Nous avons également saisi l’opportunité des ateliers de cohésion pour montrer le matériel et faire connaître ce projet pédagogique dans les différentes communautés environnantes. Il en est sorti des demandes de pouvoir utiliser cela pour des remises à niveau des adultes.
Et après ?
Si l’institutrice prend sa retraite de l’Éducation nationale, la bénévole, elle, restera bel et bien active et a déjà pleins d’idées avec le soutien de son association. « J’aimerais retourner à Antecum-Pata et dans d’autres villages, hors temps scolaire, pour proposer aux élèves des cours de soutien, avec ce matériel », évoque Milca.
Les élèves de la toute nouvelle « 6e connectée » devraient également pouvoir en bénéficier. De quoi créer – en plus – de l’animation sur le Haut-Maroni et prévenir les conduites à risque chez les jeunes : autre objectif affiché par Ilupawa.

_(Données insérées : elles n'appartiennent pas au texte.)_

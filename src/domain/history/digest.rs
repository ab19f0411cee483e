//! Content fingerprint used for deduplication

use std::fmt;

/// 128-bit MD5 digest of captured text, hex-lowercase.
///
/// Only used for equality-of-content checks. Computed over the exact UTF-8
/// bytes of the text, without trimming or normalization.
#[derive(Debug, Clone, PartialEq, Eq, Hash)]
pub struct ContentHash(String);

impl ContentHash {
    /// Fingerprint a piece of captured text
    pub fn of_text(text: &str) -> Self {
        Self(format!("{:x}", md5::compute(text.as_bytes())))
    }

    /// Wrap a hash previously read back from storage
    pub fn from_stored(hex: impl Into<String>) -> Self {
        Self(hex.into())
    }

    /// Get the hex representation
    pub fn as_str(&self) -> &str {
        &self.0
    }
}

impl fmt::Display for ContentHash {
    fn fmt(&self, f: &mut fmt::Formatter<'_>) -> fmt::Result {
        f.write_str(&self.0)
    }
}
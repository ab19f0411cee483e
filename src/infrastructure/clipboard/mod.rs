//! Clipboard infrastructure module
//!
//! Provides cross-platform clipboard support using arboard (primary)
//! or the wl-clipboard tools on Wayland sessions.

mod arboard;
mod wayland;

use std::sync::Arc;

pub use arboard::ArboardClipboard;
pub use wayland::WaylandClipboard;

use crate::application::ports::{ClipboardReader, ClipboardWriter};
use crate::domain::config::ClipboardBackend;

/// Create the clipboard reader for the configured backend
pub fn create_reader(backend: ClipboardBackend) -> Arc<dyn ClipboardReader> {
    match backend {
        ClipboardBackend::Arboard => Arc::new(ArboardClipboard::new()),
        ClipboardBackend::Wayland => Arc::new(WaylandClipboard::new()),
    }
}

/// Create the clipboard writer for the configured backend
pub fn create_writer(backend: ClipboardBackend) -> Box<dyn ClipboardWriter> {
    match backend {
        ClipboardBackend::Arboard => Box::new(ArboardClipboard::new()),
        ClipboardBackend::Wayland => Box::new(WaylandClipboard::new()),
    }
}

*Le Groupe d’action locale (Gal) Sud Guyane assure la mise en œuvre
du programme Leader sur le territoire concerné par le Parc amazonien.
Rappelons que Leader (pour Liaison entre actions de développement de l’économie rurale)
est un programme européen qui vise à soutenir le développement des territoires ruraux.
Lien avec la transmission
Dans cette classe, le lien s’est aussi naturellement fait entre l’approche Montessori et les ateliers de transmission, proposés par le Parc amazonien, dans le cadre du dispositif Mapacultur (également financé par Leader).
À Antecum, les ateliers étaient portés sur la perlerie et la vannerie. Les mathématiques, le français ou le wayana, étaient mobilisés tout autant. Milca Sommer Simonet raconte : « Les enfants ont fait le lien entre le cabinet de géométrie, par exemple, et les motifs sur les vanneries ou les bijoux en perles. Avec ma collègue, Aurélia Stefani, nous les faisions aussi verbaliser ce qu’ils voyaient. Ils recherchaient les noms des formes et motifs aussi bien en français et qu’en wayana.